Moderator/Discussant: Yoon Sun Yang (Boston University)
The unended status of the Korean War was made dramatically evident in then-President Yoon Suk Yeol’s infamous proclamation on the evening December 3rd, 2024: “I declare emergency martial law to defend the free Republic of Korea from the threats of North Korean communist forces and to eradicate the shameless pro-North Korean anti-state forces that are plundering the freedom and happiness of our people and to protect the free constitutional order.” For many in the country, this event evoked memories of the last time martial law had been declared and particularly the uprising and massacre that took place in Gwangju in the spring of 1980. This paper focuses on Cathy Park Hong’s long narrative poem Dance Dance Revolution (2007) which looks back to that event from the perspective of a fictionalized student activist who played a vital role in it and embeds its readers in an affective poetics that invites them to grasp how the military dictatorships that ruled South Korea for decades were a direct manifestation of a longer and complex colonial history of which the Korean War was simply the most dramatic part. Dance is largely written in an invented vernacular, and the primary speaker of these poems is the Guide, who speaks to the reader in an alternative version of the present from an imaginary city—a city depicted as a settler colonial state. This essay focuses on the minor identifications this poem attempts to engender through its poetics—affective identifications that bring into Glissantian relation the South Korean sub-imperial and US imperial legacies of the Korean War and Gwangju, on the one hand, and settler-colonial formations like Israel/Palestine, on the other.

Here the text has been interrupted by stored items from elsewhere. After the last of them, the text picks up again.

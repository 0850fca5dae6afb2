//! Versioned codec manager
//!
//! The wire format evolves by codec version. Every encoded message leads
//! with a 2-byte version tag; the manager resolves the tag to the codec
//! collection registered for that version and delegates the rest of the
//! buffer to it.

use std::collections::BTreeMap;

use crate::{CodecError, Reader, Result, Writer};

/// Collection of codecs keyed by wire version.
///
/// `C` is whatever one version's worth of registries looks like to the
/// caller; the manager only owns the version prefix.
#[derive(Default)]
pub struct Manager<C> {
    codecs: BTreeMap<u16, C>,
}

impl<C> Manager<C> {
    /// Create an empty manager
    pub fn new() -> Self {
        Self {
            codecs: BTreeMap::new(),
        }
    }

    /// Register a codec for `version`.
    ///
    /// Registering a version twice is a programming bug and fails with
    /// [`CodecError::DuplicateVersion`].
    pub fn register(&mut self, version: u16, codec: C) -> Result<()> {
        if self.codecs.contains_key(&version) {
            return Err(CodecError::DuplicateVersion { version });
        }
        self.codecs.insert(version, codec);
        Ok(())
    }

    /// Look up the codec for `version`
    pub fn get(&self, version: u16) -> Result<&C> {
        self.codecs
            .get(&version)
            .ok_or(CodecError::UnknownVersion { version })
    }

    /// Highest registered version, if any
    pub fn latest_version(&self) -> Option<u16> {
        self.codecs.keys().next_back().copied()
    }

    /// Encode: write the 2-byte version, then run `f` with that version's
    /// codec. Returns the produced bytes.
    pub fn pack<F>(&self, version: u16, f: F) -> Result<Vec<u8>>
    where
        F: FnOnce(&C, &mut Writer) -> Result<()>,
    {
        let codec = self.get(version)?;
        let mut w = Writer::new();
        w.put_u16(version);
        f(codec, &mut w)?;
        Ok(w.into_bytes())
    }

    /// Decode: read the leading 2-byte version, resolve its codec, and run
    /// `f` over the remainder. Returns the version alongside the value; the
    /// closure decides whether the outer type is statically known or goes
    /// through a registry's polymorphic dispatch.
    pub fn unpack<T, F>(&self, bytes: &[u8], f: F) -> Result<(u16, T)>
    where
        F: FnOnce(&C, &mut Reader<'_>) -> Result<T>,
    {
        let mut r = Reader::new(bytes);
        let version = r.get_u16()?;
        let codec = self.get(version)?;
        let value = f(codec, &mut r)?;
        Ok((version, value))
    }

    /// Like [`Manager::unpack`], but requires the whole buffer to be
    /// consumed. Messages from a node arrive as exact byte strings, so
    /// trailing bytes mean a framing bug.
    pub fn unpack_all<T, F>(&self, bytes: &[u8], f: F) -> Result<(u16, T)>
    where
        F: FnOnce(&C, &mut Reader<'_>) -> Result<T>,
    {
        let mut r = Reader::new(bytes);
        let version = r.get_u16()?;
        let codec = self.get(version)?;
        let value = f(codec, &mut r)?;
        if !r.is_empty() {
            return Err(CodecError::TrailingBytes {
                remaining: r.remaining_len(),
            });
        }
        Ok((version, value))
    }
}

#[cfg(test)]
mod tests {
    use super::*;

    #[test]
    fn test_duplicate_version_rejected() {
        let mut manager: Manager<u8> = Manager::new();
        manager.register(0, 1).unwrap();
        assert_eq!(
            manager.register(0, 2).unwrap_err(),
            CodecError::DuplicateVersion { version: 0 }
        );
        manager.register(1, 2).unwrap();
        assert_eq!(manager.latest_version(), Some(1));
    }

    #[test]
    fn test_unknown_version_fails() {
        let manager: Manager<u8> = Manager::new();
        assert_eq!(
            manager.get(3).unwrap_err(),
            CodecError::UnknownVersion { version: 3 }
        );

        let bytes = [0u8, 3, 0xff];
        assert_eq!(
            manager
                .unpack(&bytes, |_, r| r.get_u8())
                .unwrap_err(),
            CodecError::UnknownVersion { version: 3 }
        );
    }

    #[test]
    fn test_pack_prefixes_version() {
        let mut manager: Manager<()> = Manager::new();
        manager.register(7, ()).unwrap();

        let bytes = manager
            .pack(7, |_, w| {
                w.put_u32(42);
                Ok(())
            })
            .unwrap();
        assert_eq!(bytes, vec![0, 7, 0, 0, 0, 42]);

        let (version, value) = manager.unpack_all(&bytes, |_, r| r.get_u32()).unwrap();
        assert_eq!(version, 7);
        assert_eq!(value, 42);
    }

    #[test]
    fn test_trailing_bytes_rejected() {
        let mut manager: Manager<()> = Manager::new();
        manager.register(0, ()).unwrap();

        let bytes = [0u8, 0, 1, 2];
        let err = manager.unpack_all(&bytes, |_, r| r.get_u8()).unwrap_err();
        assert_eq!(err, CodecError::TrailingBytes { remaining: 1 });

        // Non-strict unpack tolerates the remainder.
        let (_, value) = manager.unpack(&bytes, |_, r| r.get_u8()).unwrap();
        assert_eq!(value, 1);
    }
}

Speaker Bio: Daniel Y. Kim is Professor of American Studies and English at Brown University, where he teaches classes in Asian American literature, American literature, and Ethnic Studies. He has also taught as the Norman Freehling Visiting Professor at the University of Michigan’s Institute for the Humanities and as a Visiting Assistant Professor of American Studies at Yale University. He earned his PhD from the University of California, Berkeley and his AB from the University of Michigan. He is the author of The Intimacies of Conflict: Cultural Memory and the Korean War (NYU Press, 2020) and Writing Manhood in Black and Yellow: Ralph Ellison, Frank Chin, and the Literary Politics of Identity (Stanford University Press, 2006) and the co-editor (with Crystal Parikh) of The Cambridge Companion to Asian American Literature (Cambridge University Press, 2015). His essays have been published in a number of journals, including American Literary History, American Quarterly, Criticism, Cross-Currents, Journal of Asian American Studies, New Literary History, Novel, and positions.